▶ **Aim of the exercise**: Scan the records for "MediaEngine" and copy each line that contains it.

▶ **Data records**:

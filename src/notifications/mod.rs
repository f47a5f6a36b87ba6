// SPDX-License-Identifier: MPL-2.0
//! User-facing diagnostics.
//!
//! The shell reports degraded conditions (engine fallback, failed restarts)
//! through a [`Notifier`]. Nothing depends on a notification being shown;
//! a notifier that drops everything is a valid implementation.
//!
//! [`Manager`] is the toast queue used by the shell: up to three visible,
//! the rest queued, info/success gone after 3 s, warnings after 5 s, errors
//! kept until dismissed.

mod manager;
mod notification;

pub use manager::{Manager, MAX_VISIBLE};
pub use notification::{Notification, NotificationId, Severity};

/// Notification collaborator.
pub trait Notifier {
    fn notify(&mut self, notification: Notification);

    fn show_info(&mut self, message_key: &str) {
        self.notify(Notification::info(message_key));
    }

    fn show_success(&mut self, message_key: &str) {
        self.notify(Notification::success(message_key));
    }

    fn show_warning(&mut self, message_key: &str) {
        self.notify(Notification::warning(message_key));
    }

    fn show_error(&mut self, message_key: &str) {
        self.notify(Notification::error(message_key));
    }
}
// SPDX-License-Identifier: MPL-2.0
//! Timeline-only engine running on its own worker thread.
//!
//! Nothing is decoded. The worker keeps a clock per loaded media, advances
//! it while playing (scaled by the playback rate) and emits the same
//! notifications a real engine would, from a thread that is not the UI
//! context. The demo binary and the integration tests drive the shell with it.

use super::{EngineNotification, MediaEngine, NotificationSink};
use crate::config::EngineConfig;
use crate::error::EngineError;
use crate::playback::Volume;
use std::path::Path;
use std::thread::{self, JoinHandle};
use std::time::{Duration, Instant};
use tokio::sync::mpsc::{self, error::TryRecvError, UnboundedReceiver, UnboundedSender};

/// Length reported for every loaded media unless overridden.
pub const DEFAULT_MEDIA_LENGTH: Duration = Duration::from_secs(120);

/// Worker loop period. Time notifications fire once per tick while playing.
pub const DEFAULT_TICK: Duration = Duration::from_millis(20);

/// Raw options the simulated engine accepts in `extra_options`.
pub const SUPPORTED_OPTIONS: &[&str] = &["--no-audio", "--no-osd", "--quiet"];

#[derive(Debug, Clone, Copy, PartialEq)]
enum Command {
    Load { length_ms: u64 },
    TogglePlayPause,
    Stop,
    Seek(u64),
    SetVolume(Volume),
    SetMute(bool),
    SetRate(f32),
    Shutdown,
}

/// Clock and transport state owned by the worker thread.
#[derive(Debug, Clone, PartialEq)]
struct Timeline {
    loaded: bool,
    playing: bool,
    length_ms: u64,
    position_ms: f64,
    rate: f32,
    volume: Volume,
}

impl Default for Timeline {
    fn default() -> Self {
        Self {
            loaded: false,
            playing: false,
            length_ms: 0,
            position_ms: 0.0,
            rate: 1.0,
            volume: Volume::default(),
        }
    }
}

impl Timeline {
    #[allow(clippy::cast_possible_truncation, clippy::cast_sign_loss)]
    fn position(&self) -> u64 {
        self.position_ms as u64
    }

    fn apply(&mut self, command: Command) -> Vec<EngineNotification> {
        match command {
            Command::Load { length_ms } => {
                let was_playing = self.playing;
                self.loaded = true;
                self.playing = false;
                self.length_ms = length_ms;
                self.position_ms = 0.0;
                let mut out = Vec::with_capacity(3);
                if was_playing {
                    out.push(EngineNotification::Stopped);
                }
                out.push(EngineNotification::LengthChanged(length_ms));
                out.push(EngineNotification::TimeChanged(0));
                out
            }
            Command::TogglePlayPause => {
                if !self.loaded {
                    return Vec::new();
                }
                if self.playing {
                    self.playing = false;
                    vec![EngineNotification::Paused]
                } else {
                    #[allow(clippy::cast_precision_loss)]
                    let end = self.length_ms as f64;
                    if self.position_ms >= end {
                        self.position_ms = 0.0;
                    }
                    self.playing = true;
                    vec![EngineNotification::Playing]
                }
            }
            Command::Stop => {
                if !self.loaded {
                    return Vec::new();
                }
                self.playing = false;
                self.position_ms = 0.0;
                vec![EngineNotification::Stopped]
            }
            Command::Seek(target) => {
                if !self.loaded {
                    return Vec::new();
                }
                let clamped = target.min(self.length_ms);
                #[allow(clippy::cast_precision_loss)]
                let position = clamped as f64;
                self.position_ms = position;
                vec![EngineNotification::TimeChanged(clamped)]
            }
            Command::SetVolume(volume) => {
                self.volume = volume;
                vec![EngineNotification::VolumeChanged(f32::from(volume.value()))]
            }
            Command::SetMute(_) => {
                vec![EngineNotification::VolumeChanged(f32::from(self.volume.value()))]
            }
            Command::SetRate(rate) => {
                self.rate = rate;
                Vec::new()
            }
            Command::Shutdown => Vec::new(),
        }
    }

    fn advance(&mut self, elapsed: Duration) -> Vec<EngineNotification> {
        if !self.playing {
            return Vec::new();
        }
        self.position_ms += elapsed.as_secs_f64() * 1_000.0 * f64::from(self.rate);
        #[allow(clippy::cast_precision_loss)]
        let end = self.length_ms as f64;
        if self.position_ms >= end {
            self.position_ms = end;
            self.playing = false;
            vec![
                EngineNotification::TimeChanged(self.length_ms),
                EngineNotification::EndReached,
            ]
        } else {
            vec![EngineNotification::TimeChanged(self.position())]
        }
    }
}

#[derive(Debug)]
struct Worker {
    commands: UnboundedSender<Command>,
    thread: Option<JoinHandle<()>>,
}

/// Engine adapter backed by a simulated timeline.
#[derive(Debug)]
pub struct SimulatedEngine {
    media_length: Duration,
    tick: Duration,
    hardware_available: bool,
    worker: Option<Worker>,
    volume: Volume,
    muted: bool,
}

impl Default for SimulatedEngine {
    fn default() -> Self {
        Self::new()
    }
}

impl SimulatedEngine {
    #[must_use]
    pub fn new() -> Self {
        Self {
            media_length: DEFAULT_MEDIA_LENGTH,
            tick: DEFAULT_TICK,
            hardware_available: true,
            worker: None,
            volume: Volume::default(),
            muted: false,
        }
    }

    /// Sets the length reported for loaded media.
    #[must_use]
    pub fn with_media_length(mut self, length: Duration) -> Self {
        self.media_length = length;
        self
    }

    #[must_use]
    pub fn with_tick(mut self, tick: Duration) -> Self {
        self.tick = tick;
        self
    }

    /// Makes initialization fail whenever hardware acceleration is requested.
    #[must_use]
    pub fn without_hardware(mut self) -> Self {
        self.hardware_available = false;
        self
    }

    fn send(&self, command: Command) -> Result<(), EngineError> {
        let worker = self.worker.as_ref().ok_or(EngineError::NotInitialized)?;
        worker
            .commands
            .send(command)
            .map_err(|_| EngineError::Disconnected)
    }

    fn validate(&self, config: &EngineConfig) -> Result<(), EngineError> {
        if config.hardware_acceleration && !self.hardware_available {
            return Err(EngineError::InitializationFailed(
                "hardware decoding unavailable".to_string(),
            ));
        }
        if let Some(option) = config
            .extra_options
            .iter()
            .find(|option| !SUPPORTED_OPTIONS.contains(&option.as_str()))
        {
            return Err(EngineError::InitializationFailed(format!(
                "unrecognized option {option}"
            )));
        }
        Ok(())
    }

    fn worker_loop(
        mut commands: UnboundedReceiver<Command>,
        sink: NotificationSink,
        tick: Duration,
    ) {
        let mut timeline = Timeline::default();
        let mut last = Instant::now();

        loop {
            loop {
                match commands.try_recv() {
                    Ok(Command::Shutdown) | Err(TryRecvError::Disconnected) => return,
                    Ok(command) => {
                        for notification in timeline.apply(command) {
                            sink.post(notification);
                        }
                    }
                    Err(TryRecvError::Empty) => break,
                }
            }

            let now = Instant::now();
            for notification in timeline.advance(now.saturating_duration_since(last)) {
                sink.post(notification);
            }
            last = now;

            if sink.is_closed() {
                return;
            }
            thread::sleep(tick);
        }
    }
}

impl MediaEngine for SimulatedEngine {
    fn initialize(
        &mut self,
        config: &EngineConfig,
        sink: NotificationSink,
    ) -> Result<(), EngineError> {
        if self.worker.is_some() {
            return Ok(());
        }
        self.validate(config)?;

        let (commands, receiver) = mpsc::unbounded_channel();
        let tick = self.tick;
        let thread = thread::Builder::new()
            .name("simulated-engine".to_string())
            .spawn(move || Self::worker_loop(receiver, sink, tick))
            .map_err(|e| EngineError::InitializationFailed(e.to_string()))?;

        tracing::debug!(
            hardware_acceleration = config.hardware_acceleration,
            file_cache_ms = config.file_cache_ms,
            deinterlace = ?config.deinterlace,
            "simulated engine started"
        );
        self.worker = Some(Worker {
            commands,
            thread: Some(thread),
        });
        Ok(())
    }

    fn is_initialized(&self) -> bool {
        self.worker.is_some()
    }

    fn load_media(&mut self, path: &Path) -> Result<(), EngineError> {
        if self.worker.is_none() {
            return Err(EngineError::NotInitialized);
        }
        if !path.exists() {
            return Err(EngineError::MediaNotFound(path.to_path_buf()));
        }
        let length_ms = u64::try_from(self.media_length.as_millis()).unwrap_or(u64::MAX);
        self.send(Command::Load { length_ms })
    }

    fn toggle_play_pause(&mut self) -> Result<(), EngineError> {
        self.send(Command::TogglePlayPause)
    }

    fn stop(&mut self) -> Result<(), EngineError> {
        self.send(Command::Stop)
    }

    fn seek(&mut self, position_ms: u64) -> Result<(), EngineError> {
        self.send(Command::Seek(position_ms))
    }

    fn set_volume(&mut self, volume: Volume) -> Result<(), EngineError> {
        self.send(Command::SetVolume(volume))?;
        self.volume = volume;
        Ok(())
    }

    fn set_mute(&mut self, muted: bool) -> Result<(), EngineError> {
        self.send(Command::SetMute(muted))?;
        self.muted = muted;
        Ok(())
    }

    fn set_playback_rate(&mut self, multiplier: f32) -> Result<(), EngineError> {
        if !multiplier.is_finite() || multiplier <= 0.0 {
            return Err(EngineError::Unsupported(format!("rate {multiplier}")));
        }
        self.send(Command::SetRate(multiplier))
    }

    fn volume(&self) -> Volume {
        self.volume
    }

    fn is_muted(&self) -> bool {
        self.muted
    }

    fn shutdown(&mut self) {
        let Some(mut worker) = self.worker.take() else {
            return;
        };
        let _ = worker.commands.send(Command::Shutdown);
        if let Some(thread) = worker.thread.take() {
            if thread.join().is_err() {
                tracing::warn!("simulated engine worker panicked");
            }
        }
        tracing::debug!("simulated engine stopped");
    }
}

impl Drop for SimulatedEngine {
    fn drop(&mut self) {
        self.shutdown();
    }
}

▶ **Finished exercise**:
use super::{EngineNotification, MediaEngine, NotificationSink};
impl MediaEngine for SimulatedEngine {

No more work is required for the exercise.